1923 book by György Lukács

History and Class Consciousness: Studies in Marxist Dialectics (Geschichte und Klassenbewußtsein – Studien über marxistische Dialektik) is a collection of essays by the Hungarian Marxist philosopher György Lukács, first published in 1923. It is a seminal work in the development of Western Marxism, moving beyond the economism and determinism of the Second International and exploring the dialectical relationship between the subject and object of history, particularly class consciousness and reification.

The book is the work for which Lukács is best known. Nevertheless, it was condemned in the Soviet Union and Eastern Europe, and Lukács later repudiated its ideas, coming to believe that in it he had confused Hegel's concept of alienation with that of Marx's.

== Summary ==
Lukács attempts a philosophical justification of Bolshevism, stressing the distinction between actual class consciousness and "ascribed" class consciousness, the attitudes the proletariat would have if they were aware of all of the facts. Marx's idea of class consciousness is seen as a thought which directly intervenes into social being. Claiming to return to Marx's methodology, Lukács re-emphasizes the philosopher Georg Wilhelm Friedrich Hegel's influence on the philosopher Karl Marx, emphasizes dialectics over materialism, makes concepts such as alienation and reification central to his theory, and argues for the primacy of the concept of totality. Lukács depicts Marx as an eschatological thinker. He develops a version of Hegelian Marxism that contrasted with the emerging Soviet interpretations of Marxism based on the work of the philosopher Georgi Plekhanov and the dialectics of nature inspired by the philosopher Friedrich Engels.
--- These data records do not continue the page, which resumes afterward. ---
fn build_catalog() -> Vec<ToolSchema> {
    vec![
        // Page
        ToolSchema::new("getPageHTML", "Gets the HTML for the current page", None),
        ToolSchema::new(
            "changeBackgroundColor",
            "Changes the background color of the page",
            object(json!({"color": string("A CSS color value")}), &["color"]),
        ),
        ToolSchema::new(
            "changeTextColor",
            "Changes the default text color of the page",
            object(json!({"color": string("A CSS color value")}), &["color"]),
        ),
        // Content
        ToolSchema::new(
            "addText",
            "Adds a paragraph of text to the page or to a container",
            object(
                json!({"text": string("The text to add"), "elementId": parent_id()}),
                &["text"],
            ),
        ),
        ToolSchema::new(
            "addButton",
            "Adds a button to the page",
            object(
                json!({
                    "text": string("Button label"),
                    "buttonId": string("Optional button ID"),
                    "className": string("Optional CSS class"),
                    "elementId": parent_id(),
                }),
                &["text"],
            ),
        ),
        ToolSchema::new(
            "addInputField",
            "Adds an input field to the page",
            object(
                json!({
                    "placeholder": string("Placeholder text"),
                    "type": string("Input type such as text, email or number"),
                    "inputId": string("Optional input ID"),
                    "className": string("Optional CSS class"),
                    "elementId": parent_id(),
                }),
                &[],
            ),
        ),
        ToolSchema::new(
            "addDropdownMenu",
            "Adds a dropdown menu with the given options",
            object(
                json!({
                    "options": {
                        "type": "array",
                        "items": {
                            "type": "object",
                            "properties": {
                                "value": {"type": "string"},
                                "text": {"type": "string"},
                            },
                        },
                    },
                    "selectId": string("Optional select ID"),
                    "className": string("Optional CSS class"),
                    "elementId": parent_id(),
                }),
                &["options"],
            ),
        ),
        // Structure
        ToolSchema::new(
            "changeElementOrder",
            "Reorders elements; unlisted elements keep their order after the listed ones",
            object(
                json!({"elementIds": {"type": "array", "items": {"type": "string"}}}),
                &["elementIds"],
            ),
        ),
        ToolSchema::new(
            "insertElementBefore",
            "Inserts a new element before a target element",
            object(
                json!({"newElement": new_element(), "targetId": string("ID of the target element")}),
                &["newElement", "targetId"],
            ),
        ),
        ToolSchema::new(
            "insertElementAfter",
            "Inserts a new element after a target element",
            object(
                json!({"newElement": new_element(), "targetId": string("ID of the target element")}),
                &["newElement", "targetId"],
            ),
        ),
        ToolSchema::new(
            "moveElement",
            "Moves an element relative to a target element",
            object(
                json!({
                    "elementId": string("ID of the element to move"),
                    "targetId": string("ID of the target element"),
                    "position": {"type": "string", "enum": ["before", "after", "prepend", "append"]},
                }),
                &["elementId", "targetId", "position"],
            ),
        ),
        ToolSchema::new(
            "deleteElement",
            "Deletes an element and everything inside it",
            object(json!({"elementId": string("ID of the element")}), &["elementId"]),
        ),
        ToolSchema::new(
            "listPageElements",
            "Lists every element on the page with a short text preview",
            None,
        ),
        ToolSchema::new(
            "getElementInfo",
            "Looks up one element, falling back to a case-insensitive match",
            object(json!({"elementId": string("ID of the element")}), &["elementId"]),
        ),
        // Style
        ToolSchema::new(
            "changeTextStyle",
            "Applies CSS properties to an element",
            object(
                json!({
                    "elementId": string("ID of the element"),
                    "styles": {"type": "object", "description": "CSS properties in camelCase or kebab-case"},
                }),
                &["elementId", "styles"],
            ),
        ),
        ToolSchema::new(
            "formatTextContent",
            "Formats text: align-*, color-* and size-* apply to the whole element; bold, italic and underline need a selection",
            object(
                json!({
                    "elementId": string("ID of the element"),
                    "format": string("align-left|align-center|align-right|align-justify|color-<css>|size-<css>|bold|italic|underline"),
                    "selection": {
                        "type": "object",
                        "properties": {
                            "start": {"type": "integer"},
                            "end": {"type": "integer"},
                        },
                    },
                }),
                &["elementId", "format"],
            ),
        ),
        // Layout
        ToolSchema::new(
            "createLayoutContainer",
            "Creates a flex or grid container",
            object(
                json!({
                    "containerId": string("Optional container ID"),
                    "type": {"type": "string", "enum": ["flex", "grid"]},
                    "elementId": parent_id(),
                }),
                &["type"],
            ),
        ),
        ToolSchema::new(
            "createColumnLayout",
            "Turns a container into a responsive column layout",
            object(
                json!({
                    "containerId": string("ID of the container"),
                    "columns": {"type": "integer", "description": "Number of columns"},
                    "gap": string("Gap between columns, e.g. 20px"),
                    "breakpoints": {
                        "type": "array",
                        "items": {
                            "type": "object",
                            "properties": {
                                "maxWidth": {"type": "string"},
                                "columns": {"type": "integer"},
                            },
                        },
                    },
                }),
                &["containerId"],
            ),
        ),
        ToolSchema::new(
            "createGridLayout",
            "Turns a container into a CSS grid",
            object(
                json!({
                    "containerId": string("ID of the container"),
                    "rows": {"description": "Row count, list of track sizes or template string"},
                    "columns": {"description": "Column count, list of track sizes or template string"},
                    "areas": {"type": "array", "items": {"type": "string"}},
                    "gap": string("Gap between cells"),
                }),
                &["containerId"],
            ),
        ),
        ToolSchema::new(
            "addElementToLayout",
            "Adds a new element to a layout container with layout positioning",
            object(
                json!({
                    "element": {
                        "type": "object",
                        "properties": {
                            "type": {"type": "string", "enum": ["text", "div", "heading", "button", "image", "custom"]},
                            "content": {"type": "string"},
                            "id": {"type": "string"},
                            "className": {"type": "string"},
                            "styles": {"type": "object"},
                            "level": {"type": "integer"},
                            "src": {"type": "string"},
                            "alt": {"type": "string"},
                            "tagName": {"type": "string"},
                        },
                        "required": ["type"],
                    },
                    "containerId": string("ID of the layout container"),
                    "position": {
                        "type": "object",
                        "properties": {
                            "row": {"type": "string"},
                            "column": {"type": "string"},
                            "area": {"type": "string"},
                            "order": {"type": "integer"},
                            "grow": {"type": "number"},
                            "shrink": {"type": "number"},
                            "basis": {"type": "string"},
                        },
                    },
                }),
                &["element", "containerId"],
            ),
        ),
        ToolSchema::new(
            "setResponsiveRules",
            "Applies styles to an element under media conditions",
            object(
                json!({
                    "elementId": string("ID of the element"),
                    "rules": {
                        "type": "array",
                        "items": {
                            "type": "object",
                            "properties": {
                                "maxWidth": {"type": "string"},
                                "minWidth": {"type": "string"},
                                "media": {"type": "string"},
                                "styles": {"type": "object"},
                            },
                        },
                    },
                }),
                &["elementId", "rules"],
            ),
        ),
        ToolSchema::new(
            "placeInGridCell",
            "Moves an existing element into a grid container cell",
            object(
                json!({
                    "elementId": string("ID of the element to place"),
                    "containerId": string("ID of the grid container"),
                    "row": string("grid-row value"),
                    "column": string("grid-column value"),
                    "area": string("Named grid area"),
                }),
                &["elementId", "containerId"],
            ),
        ),
        // Images
        ToolSchema::new(
            "generateImage",
            "Generates an image from a prompt and adds it to the page",
            object(
                json!({
                    "prompt": string("Description of the image"),
                    "size": {"type": "string", "enum": ["1024x1024", "1792x1024", "1024x1792"]},
                    "quality": {"type": "string", "enum": ["standard", "hd"]},
                    "style": {"type": "string", "enum": ["vivid", "natural"]},
                    "elementId": parent_id(),
                }),
                &["prompt"],
            ),
        ),
        ToolSchema::new(
            "createImagePlaceholder",
            "Adds a grey placeholder box for an image",
            object(
                json!({
                    "text": string("Placeholder label"),
                    "width": string("CSS width, default 300px"),
                    "height": string("CSS height, default 200px"),
                    "elementId": parent_id(),
                }),
                &[],
            ),
        ),
        ToolSchema::new(
            "resizeImage",
            "Resizes an image or image placeholder",
            object(
                json!({
                    "elementId": string("ID of the image"),
                    "width": string("CSS width"),
                    "height": string("CSS height"),
                }),
                &["elementId"],
            ),
        ),
        ToolSchema::new(
            "alignImage",
            "Aligns an image horizontally",
            object(
                json!({
                    "elementId": string("ID of the image"),
                    "alignment": {"type": "string", "enum": ["left", "center", "right"]},
                }),
                &["elementId", "alignment"],
            ),
        ),
        ToolSchema::new(
            "deleteImage",
            "Deletes an image, placeholder or generated image container",
            object(json!({"elementId": string("ID of the image")}), &["elementId"]),
        ),
    ]
}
In the essay "What is Orthodox Marxism?", Lukács argues that methodology is what distinguishes Marxism: even if all its substantive propositions were rejected, it would remain valid because of its distinctive method. According to Lukács, "Orthodox Marxism, therefore, does not imply the uncritical acceptance of the results of Marx’s investigations. It is not the ‘belief’ in this or that thesis, nor the exegesis of a ‘sacred’ book. On the contrary, orthodoxy refers exclusively to method. It is the scientific conviction that dialectical materialism is the road to truth and that its methods can be developed, expanded and deepened only along the lines laid down by its founders."
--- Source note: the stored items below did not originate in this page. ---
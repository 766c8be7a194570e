//! Assistant runtime
//!
//! Wires the element registry, the tool set, the dispatch loop and the
//! connection supervisor together, and runs them on a worker thread with
//! its own tokio runtime. Callers drive it through an [`AssistantHandle`]:
//! commands in, status events out, both over crossbeam channels.

use crate::config::AssistantConfig;
use crate::dispatch::Dispatcher;
use crate::images::{HttpImageGenerator, ImageGenerator};
use crate::registry::{render::render_page, shared_registry, SharedRegistry};
use crate::supervisor::{
    BreakerPhase, ConnectionIssue, ConnectionStatus, Supervisor, SupervisorEvent,
};
use crate::tools::{catalog, ToolContext, ToolSet};
use crate::transport::{HttpSignaling, PeerConnector, Signaling, WebSocketConnector};
use crate::{Result, VoxError};
use crossbeam_channel::{bounded, Receiver, RecvTimeoutError, Sender, TryRecvError};
use std::sync::Arc;
use std::thread::{self, JoinHandle};
use std::time::Duration;
use tokio::runtime::Runtime;
use tracing::{debug, error, info, warn};

/// Commands that can be sent to the assistant
#[derive(Debug, Clone, Copy, PartialEq, Eq)]
pub enum AssistantCommand {
    /// Establish the realtime session
    Connect,

    /// Tear the session down; pending reconnects are cancelled
    Disconnect,

    /// Manual retry after a failure
    Retry,

    /// Stop the worker
    Shutdown,
}

/// Events emitted by the assistant
#[derive(Debug, Clone, PartialEq)]
pub enum AssistantEvent {
    /// Worker is running with this many tools registered
    Ready { tools: usize },

    /// Connection status changed
    Status(ConnectionStatus),

    /// Tool catalog was (re)sent to the remote model
    SessionConfigured,

    /// A connection attempt failed
    ConnectionError {
        issue: ConnectionIssue,
        message: String,
        recoverable: bool,
    },

    /// Automatic reconnection is pending
    RetryScheduled { attempt: u32, delay_ms: u64 },

    /// The circuit breaker refused to connect
    ConnectRejected { retry_in_ms: u64 },

    /// Circuit breaker changed phase
    Breaker(BreakerPhase),

    /// The worker could not run
    Error(String),

    /// Worker has shut down
    Shutdown,
}

impl From<SupervisorEvent> for AssistantEvent {
    fn from(event: SupervisorEvent) -> Self {
        match event {
            SupervisorEvent::Status(status) => AssistantEvent::Status(status),
            SupervisorEvent::SessionConfigured => AssistantEvent::SessionConfigured,
            SupervisorEvent::Error {
                issue,
                message,
                recoverable,
            } => AssistantEvent::ConnectionError {
                issue,
                message,
                recoverable,
            },
            SupervisorEvent::RetryScheduled { attempt, delay_ms } => {
                AssistantEvent::RetryScheduled { attempt, delay_ms }
            }
            SupervisorEvent::ConnectRejected { retry_in_ms } => {
                AssistantEvent::ConnectRejected { retry_in_ms }
            }
            SupervisorEvent::Breaker(phase) => AssistantEvent::Breaker(phase),
        }
    }
}

/// Handle for controlling the assistant
#[derive(Clone)]
pub struct AssistantHandle {
    /// Command sender
    command_tx: Sender<AssistantCommand>,

    /// Event receiver
    event_rx: Receiver<AssistantEvent>,

    /// The page the tools operate on
    registry: SharedRegistry,
}

impl AssistantHandle {
    /// Send a command to the assistant
    pub fn send_command(&self, cmd: AssistantCommand) -> Result<()> {
        self.command_tx
            .send(cmd)
            .map_err(|e| VoxError::Channel(format!("Failed to send command: {}", e)))
    }

    /// Try to receive an event from the assistant
    pub fn try_recv_event(&self) -> Option<AssistantEvent> {
        self.event_rx.try_recv().ok()
    }

    /// Wait up to `timeout` for the next event
    pub fn recv_event_timeout(&self, timeout: Duration) -> Option<AssistantEvent> {
        match self.event_rx.recv_timeout(timeout) {
            Ok(event) => Some(event),
            Err(RecvTimeoutError::Timeout) | Err(RecvTimeoutError::Disconnected) => None,
        }
    }

    /// Shared element registry
    pub fn registry(&self) -> SharedRegistry {
        Arc::clone(&self.registry)
    }

    /// Current page rendered to HTML
    pub fn page_html(&self) -> String {
        render_page(&self.registry.lock())
    }
}

/// Connects the tool set to a realtime session
pub struct Assistant {
    config: AssistantConfig,
    command_rx: Receiver<AssistantCommand>,
    event_tx: Sender<AssistantEvent>,
    registry: SharedRegistry,
    tools: Arc<ToolSet>,
    connector: Arc<dyn PeerConnector>,
    signaling: Arc<dyn Signaling>,
    images: Arc<dyn ImageGenerator>,
}

impl Assistant {
    /// Create an assistant with the given collaborators
    ///
    /// Fails when the configuration is invalid or the tool set and the
    /// advertised catalog disagree.
    pub fn new(
        config: AssistantConfig,
        connector: Arc<dyn PeerConnector>,
        signaling: Arc<dyn Signaling>,
        images: Arc<dyn ImageGenerator>,
    ) -> Result<(Self, AssistantHandle)> {
        config.validate()?;
        let tools = ToolSet::standard()?;
        tools.verify_catalog(catalog())?;

        let (command_tx, command_rx) = bounded(100);
        let (event_tx, event_rx) = bounded(100);
        let registry = shared_registry();

        let handle = AssistantHandle {
            command_tx,
            event_rx,
            registry: Arc::clone(&registry),
        };
        let assistant = Self {
            config,
            command_rx,
            event_tx,
            registry,
            tools: Arc::new(tools),
            connector,
            signaling,
            images,
        };
        Ok((assistant, handle))
    }

    /// Start the worker thread
    ///
    /// This consumes the assistant and returns the join handle of the worker.
    pub fn start(self) -> Result<JoinHandle<()>> {
        let handle = thread::Builder::new()
            .name("voxpage-assistant".to_string())
            .spawn(move || self.run_worker())?;
        Ok(handle)
    }

    fn run_worker(self) {
        info!("Assistant worker starting");

        let runtime = match Runtime::new() {
            Ok(rt) => rt,
            Err(e) => {
                error!("Failed to create tokio runtime: {}", e);
                let _ = self
                    .event_tx
                    .send(AssistantEvent::Error(format!("Runtime creation failed: {}", e)));
                let _ = self.event_tx.send(AssistantEvent::Shutdown);
                return;
            }
        };

        let event_tx = self.event_tx.clone();
        runtime.block_on(self.run());
        let _ = event_tx.send(AssistantEvent::Shutdown);
        info!("Assistant worker stopped");
    }

    async fn run(self) {
        let ctx = ToolContext::new(Arc::clone(&self.registry), Arc::clone(&self.images))
            .with_image_timeout(self.config.endpoints.image_timeout());
        let dispatcher = Dispatcher::new(Arc::clone(&self.tools), ctx);
        let mut supervisor = Supervisor::spawn(
            self.config.clone(),
            Arc::clone(&self.connector),
            Arc::clone(&self.signaling),
            dispatcher,
        );
        let _ = self.event_tx.send(AssistantEvent::Ready {
            tools: self.tools.len(),
        });

        loop {
            match self.command_rx.try_recv() {
                Ok(AssistantCommand::Shutdown) => {
                    info!("Assistant shutdown requested");
                    break;
                }
                Ok(cmd) => {
                    debug!("Assistant command {:?}", cmd);
                    let forwarded = match cmd {
                        AssistantCommand::Connect => supervisor.connect(),
                        AssistantCommand::Disconnect => supervisor.disconnect(),
                        AssistantCommand::Retry => supervisor.retry(),
                        AssistantCommand::Shutdown => Ok(()),
                    };
                    if let Err(e) = forwarded {
                        warn!("Supervisor unavailable: {}", e);
                        break;
                    }
                }
                Err(TryRecvError::Empty) => {}
                Err(TryRecvError::Disconnected) => {
                    warn!("Command channel disconnected");
                    break;
                }
            }

            while let Some(event) = supervisor.try_next_event() {
                // Never block the runtime on a caller that stopped reading
                if self.event_tx.try_send(AssistantEvent::from(event)).is_err() {
                    debug!("Event queue full, dropping event");
                }
            }

            // Small sleep to avoid busy-waiting
            tokio::time::sleep(Duration::from_millis(10)).await;
        }

        supervisor.shutdown().await;
    }
}

/// Builder for creating an assistant
pub struct AssistantBuilder {
    config: AssistantConfig,
    connector: Option<Arc<dyn PeerConnector>>,
    signaling: Option<Arc<dyn Signaling>>,
    images: Option<Arc<dyn ImageGenerator>>,
}

impl AssistantBuilder {
    /// Create a new builder with default configuration
    pub fn new() -> Self {
        Self {
            config: AssistantConfig::default(),
            connector: None,
            signaling: None,
            images: None,
        }
    }

    /// Set the complete configuration
    pub fn with_config(mut self, config: AssistantConfig) -> Self {
        self.config = config;
        self
    }

    /// Use a specific connectivity layer
    pub fn with_connector(mut self, connector: Arc<dyn PeerConnector>) -> Self {
        self.connector = Some(connector);
        self
    }

    /// Use a specific credential source and offer relay
    pub fn with_signaling(mut self, signaling: Arc<dyn Signaling>) -> Self {
        self.signaling = Some(signaling);
        self
    }

    /// Use a specific image generator
    pub fn with_images(mut self, images: Arc<dyn ImageGenerator>) -> Self {
        self.images = Some(images);
        self
    }

    /// Build the assistant; unset collaborators talk to the configured endpoints
    pub fn build(self) -> Result<(Assistant, AssistantHandle)> {
        let endpoints = &self.config.endpoints;
        let connector: Arc<dyn PeerConnector> = match self.connector {
            Some(connector) => connector,
            None => Arc::new(WebSocketConnector::new(endpoints)),
        };
        let signaling: Arc<dyn Signaling> = match self.signaling {
            Some(signaling) => signaling,
            None => Arc::new(HttpSignaling::new(endpoints)),
        };
        let images: Arc<dyn ImageGenerator> = match self.images {
            Some(images) => images,
            None => Arc::new(HttpImageGenerator::new(endpoints)),
        };
        Assistant::new(self.config, connector, signaling, images)
    }
}

impl Default for AssistantBuilder {
    fn default() -> Self {
        Self::new()
    }
}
Lukács maintains that it is through Marx's use of the dialectic that capitalist society can be seen as essentially reified and the proletariat viewed as the true subject of history and the only possible salvation of humanity. All truth, including Marx's materialist conception of history itself, is to be seen in relation to the proletariat's historical mission. Truth, no longer given, must instead be understood in terms of the relative moments in the process of the unfolding of the real union of theory and praxis: the totality of social relations. This union must be grasped through proletarian consciousness and directed party action in which subject and object are one.

History and Class Consciousness was republished in 1967 with a new preface in which Lukács described the circumstances that allowed him to read Marx's newly re-discovered Economic and Philosophic Manuscripts of 1844 in 1930, two years before their publication. After reading them, Lukács concluded that in History and Class Consciousness he had made a basic mistake, that of confusing Hegel's and Marx's respective concepts of alienation. To Hegel, alienation is the objectivity of nature, but for Marx, it refers not to natural objects but to what happens to the products of labor when social relationships make them commodities or capital.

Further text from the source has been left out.